Basically this means analysing the software using a variety of techniques and tools, knowing where to look for likely problem areas, and then writing a report on what you think of the whole mess. Too many hours sitting chained to a PC so that the job gets completed "on time" -- whatever that means. Too little time being physically active in the garden; too little time doing the myriad of small things that need doing around the farm; too time spent solving real challenges. But it will bring in a little bit of money, so...
A new blog I just tripped across -- After Peak Oil: Awakening:
we had thought about "the good life" some years previously, but shelved our ideas since it felt like we would be giving ourselves additional stress and complications in return for some fanciful daydream about keeping chickens and the like.The additional stress and complication?
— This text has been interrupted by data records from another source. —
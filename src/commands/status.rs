use std::fs;
use std::path::{Path, PathBuf};

use anyhow::{Context, Result};
use tracing::{info, warn};

use crate::cli::StatusArgs;
use crate::model::SweepRunManifest;

pub fn run(args: StatusArgs) -> Result<()> {
    info!(output_root = %args.output_root.display(), "status requested");

    if !args.output_root.exists() {
        warn!(path = %args.output_root.display(), "output root missing; no sweep has run here");
        return Ok(());
    }

    let (domain_dirs, artifact_files) = count_artifacts(&args.output_root)?;
    info!(domains = domain_dirs, artifacts = artifact_files, "persisted cell artifacts");

    let summary_path = args.output_root.join("summary.tsv");
    if summary_path.exists() {
        let rows = fs::read_to_string(&summary_path)
            .with_context(|| format!("failed to read {}", summary_path.display()))?
            .lines()
            .count();
        info!(path = %summary_path.display(), rows, "summary log present");
    } else {
        warn!(path = %summary_path.display(), "summary log missing");
    }

    match latest_manifest(&args.output_root.join("manifests"))? {
        Some(path) => {
            let raw =
                fs::read(&path).with_context(|| format!("failed to read {}", path.display()))?;
            let manifest: SweepRunManifest = serde_json::from_slice(&raw)
                .with_context(|| format!("failed to parse {}", path.display()))?;

            info!(
                run_id = %manifest.run_id,
                generated_at = %manifest.generated_at,
                status = %manifest.status,
                domains = manifest.domains.len(),
                cells_completed = manifest.cells_completed,
                cells_skipped = manifest.cells_skipped,
                warnings = manifest.warnings.len(),
                duration_ms = manifest.duration_ms,
                "latest run manifest"
            );
        }
        None => warn!("no run manifest found"),
    }

    Ok(())
}

fn count_artifacts(output_root: &Path) -> Result<(usize, usize)> {
    let mut domain_dirs = 0_usize;
    let mut artifact_files = 0_usize;

    let entries = fs::read_dir(output_root)
        .with_context(|| format!("failed to read {}", output_root.display()))?;
    for entry in entries {
        let entry =
            entry.with_context(|| format!("failed to read entry in {}", output_root.display()))?;
        let path = entry.path();
        if !path.is_dir() || path.file_name().is_some_and(|name| name == "manifests") {
            continue;
        }

        domain_dirs += 1;
        let cell_files =
            fs::read_dir(&path).with_context(|| format!("failed to read {}", path.display()))?;
        for cell_file in cell_files {
            let cell_file =
                cell_file.with_context(|| format!("failed to read entry in {}", path.display()))?;
            if cell_file.path().extension().is_some_and(|ext| ext == "txt") {
                artifact_files += 1;
            }
        }
    }

    Ok((domain_dirs, artifact_files))
}

fn latest_manifest(manifest_dir: &Path) -> Result<Option<PathBuf>> {
    if !manifest_dir.exists() {
        return Ok(None);
    }

    let mut manifests = Vec::new();
    let entries = fs::read_dir(manifest_dir)
        .with_context(|| format!("failed to read {}", manifest_dir.display()))?;
    for entry in entries {
        let entry =
            entry.with_context(|| format!("failed to read entry in {}", manifest_dir.display()))?;
        let path = entry.path();
        let is_run_manifest = path
            .file_name()
            .and_then(|name| name.to_str())
            .is_some_and(|name| name.starts_with("sweep_run_") && name.ends_with(".json"));
        if is_run_manifest {
            manifests.push(path);
        }
    }

    // Run ids embed a compact UTC timestamp, so lexical order is recency.
    manifests.sort();
    Ok(manifests.pop())
}
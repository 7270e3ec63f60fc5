use std::fs::{self, OpenOptions};
use std::io::Write;
use std::path::{Path, PathBuf};

use crate::config::format_temperature;
use crate::error::SweepFault;
use crate::model::{CellSummary, Trial};

/// Appends one block per trial to the per-cell artifact file
/// `<domain>/<embedding>_<generator>_<temperature>.txt`, in sentence order.
pub(super) struct ArtifactWriter {
    output_root: PathBuf,
}

impl ArtifactWriter {
    pub(super) fn new(output_root: &Path) -> Self {
        Self {
            output_root: output_root.to_path_buf(),
        }
    }

    pub(super) fn append_trial(&self, trial: &Trial) -> Result<(), SweepFault> {
        let dir = self.output_root.join(&trial.domain);
        fs::create_dir_all(&dir).map_err(|source| SweepFault::Io {
            path: dir.clone(),
            source,
        })?;

        let path = dir.join(format!(
            "{}_{}_{}.txt",
            trial.embedding_model,
            trial.generative_model,
            format_temperature(trial.temperature)
        ));

        let block = format!(
            "[USER] {}\n[EMBEDDING] {}\n[GENERATE] {}\n[SOLUTION] {}\n\n",
            trial.sentence.trim(),
            trial.retrieved_literal.trim(),
            trial.normalized_answer.trim(),
            trial.expected_solution.trim()
        );

        append(&path, &block)
    }
}

/// Run-wide summary log: one delimiter row per domain, then one tab-separated
/// row per completed cell.
pub(super) struct SummaryLog {
    path: PathBuf,
}

impl SummaryLog {
    pub(super) fn create(output_root: &Path) -> Result<Self, SweepFault> {
        fs::create_dir_all(output_root).map_err(|source| SweepFault::Io {
            path: output_root.to_path_buf(),
            source,
        })?;

        let path = output_root.join("summary.tsv");
        fs::write(&path, "").map_err(|source| SweepFault::Io {
            path: path.clone(),
            source,
        })?;

        Ok(Self { path })
    }

    pub(super) fn write_domain_header(&self, domain: &str) -> Result<(), SweepFault> {
        append(&self.path, &format!("=== DOMAIN: {domain} ===\n"))
    }

    pub(super) fn write_cell_row(&self, summary: &CellSummary) -> Result<(), SweepFault> {
        let row = format!(
            "{}\t{}\t{}\t{:.2}%\t{:.2}%\t{:.2}%\t{:.2}\n",
            summary.temperature,
            summary.embedding_model,
            summary.generative_model,
            summary.weak_pct(),
            summary.strong_pct(),
            summary.retrieval_pct(),
            summary.mean_generation_ms
        );
        append(&self.path, &row)
    }
}

fn append(path: &Path, content: &str) -> Result<(), SweepFault> {
    let mut file = OpenOptions::new()
        .create(true)
        .append(true)
        .open(path)
        .map_err(|source| SweepFault::Io {
            path: path.to_path_buf(),
            source,
        })?;

    file.write_all(content.as_bytes())
        .map_err(|source| SweepFault::Io {
            path: path.to_path_buf(),
            source,
        })
}

#[cfg(test)]
mod tests {
    use std::fs;
    use std::path::PathBuf;

    use super::{ArtifactWriter, SummaryLog};
    use crate::model::{CellSummary, Trial};

    fn scratch_root(tag: &str) -> PathBuf {
        let root =
            std::env::temp_dir().join(format!("litsweep-artifacts-{tag}-{}", std::process::id()));
        let _ = fs::remove_dir_all(&root);
        fs::create_dir_all(&root).expect("scratch root should be creatable");
        root
    }

    fn trial() -> Trial {
        Trial {
            domain: "fruit".to_string(),
            embedding_model: "nomic-embed-text".to_string(),
            generative_model: "llama3.1".to_string(),
            temperature: 0.2,
            sentence_index: 0,
            sentence: "The apple is green.\n".to_string(),
            retrieved_literal: "hasColor(apple, red)\n".to_string(),
            similarity: 0.91,
            raw_answer: "`hasColor(apple, green)`".to_string(),
            normalized_answer: "hasColor(apple, green)".to_string(),
            expected_solution: "hasColor(apple, green)\n".to_string(),
            retrieval_correct: true,
            weak_correct: true,
            strong_correct: true,
            embedding_ms: 3,
            generation_ms: 17,
        }
    }

    #[test]
    fn trial_blocks_append_in_order() {
        let root = scratch_root("blocks");
        let writer = ArtifactWriter::new(&root);

        writer.append_trial(&trial()).expect("first block");
        writer.append_trial(&trial()).expect("second block");

        let path = root.join("fruit").join("nomic-embed-text_llama3.1_0.2.txt");
        let content = fs::read_to_string(&path).expect("artifact should exist");
        let expected_block = "[USER] The apple is green.\n[EMBEDDING] hasColor(apple, red)\n[GENERATE] hasColor(apple, green)\n[SOLUTION] hasColor(apple, green)\n\n";
        assert_eq!(content, format!("{expected_block}{expected_block}"));

        let _ = fs::remove_dir_all(&root);
    }

    #[test]
    fn summary_rows_follow_the_domain_header() {
        let root = scratch_root("summary");
        let log = SummaryLog::create(&root).expect("summary log");

        log.write_domain_header("fruit").expect("header");
        log.write_cell_row(&CellSummary {
            domain: "fruit".to_string(),
            embedding_model: "nomic-embed-text".to_string(),
            generative_model: "llama3.1".to_string(),
            temperature: "0.2".to_string(),
            trials: 4,
            weak_correct: 3,
            strong_correct: 2,
            retrieval_correct: 4,
            skipped_sentences: 0,
            mean_generation_ms: 21.5,
        })
        .expect("row");

        let content = fs::read_to_string(root.join("summary.tsv")).expect("summary should exist");
        assert_eq!(
            content,
            "=== DOMAIN: fruit ===\n0.2\tnomic-embed-text\tllama3.1\t75.00%\t50.00%\t100.00%\t21.50\n"
        );

        let _ = fs::remove_dir_all(&root);
    }

    #[test]
    fn create_truncates_a_previous_run() {
        let root = scratch_root("truncate");
        {
            let log = SummaryLog::create(&root).expect("summary log");
            log.write_domain_header("fruit").expect("header");
        }
        let log = SummaryLog::create(&root).expect("second run");
        drop(log);

        let content = fs::read_to_string(root.join("summary.tsv")).expect("summary should exist");
        assert!(content.is_empty());

        let _ = fs::remove_dir_all(&root);
    }
}
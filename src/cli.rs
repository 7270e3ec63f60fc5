use std::path::PathBuf;

use clap::{Args, Parser, Subcommand};

#[derive(Parser, Debug)]
#[command(
    name = "litsweep",
    version,
    about = "Grid-sweep evaluation of sentence-to-literal adaptation"
)]
pub struct Cli {
    #[command(subcommand)]
    pub command: Commands,
}

#[derive(Subcommand, Debug)]
pub enum Commands {
    /// Run the full sweep over every domain under the tests root.
    Sweep(SweepArgs),
    /// Report discovered domains and their corpus sizes.
    List(ListArgs),
    /// Report persisted sweep output and the latest run manifest.
    Status(StatusArgs),
}

#[derive(Args, Debug, Clone)]
pub struct SweepArgs {
    #[arg(long, default_value = "input_tests")]
    pub tests_root: PathBuf,

    #[arg(long, default_value = "output")]
    pub output_root: PathBuf,

    #[arg(long, default_value = "http://localhost:11434")]
    pub backend_url: String,

    /// Deadline for each backend round-trip.
    #[arg(long, default_value_t = 120_000)]
    pub timeout_ms: u64,
}

#[derive(Args, Debug, Clone)]
pub struct ListArgs {
    #[arg(long, default_value = "input_tests")]
    pub tests_root: PathBuf,
}

#[derive(Args, Debug, Clone)]
pub struct StatusArgs {
    #[arg(long, default_value = "output")]
    pub output_root: PathBuf,
}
Well, complication, yes. But stress? Looking back on the last decade of my life, I guess I have to acknowledge that there was stress involved in moving from a 9-to-5-pension-medical-annual-holiday existence to our somewhat-self-sufficient life. Most of that stress was money stress. Initially the stress of "where's the money going to come from", through the stresses of letting go of "normal" expectations around the "normal" flow of money in-and-out every month, every year, to my present state where, while I think its fun to have and use money, and its useful stuff for a limited number of purposes, I don't really feel it touches me any more. Not in the way that most of humanity is hooked into the Conventional Money System. Trapped in it, really.
But really, I think we Braamekraalies suffer far less from stress than ever before in our lives, and the reason is really very simple:
Human Beings are not built for single-tasking.
We evolved out on The African Plains, wary for the multitude of predators that think we make a tasty midday snack, keeping a sharp eye out for our own lunch. We are intensely social monkeys who constantly touch, taste, see, hear, smell, constantly challenged, constantly problem-solving. We are not well suited, physically, emotionally, psychologically or spiritually, to the low-input environment, the repetetive tasks provided by office jobs and suburban life in front of the desk, TV and steering-wheel. Subjected to that sort of existence, we begin to break down. To suffer stress.
Simply put, a self-sufficient lifestyle (at whatever level) keeps us challenged, interested, awake and alive. The sheer variety of tasks that we face is the important thing, here. Our brains and bodies are well adapted to variety. Need it, in fact.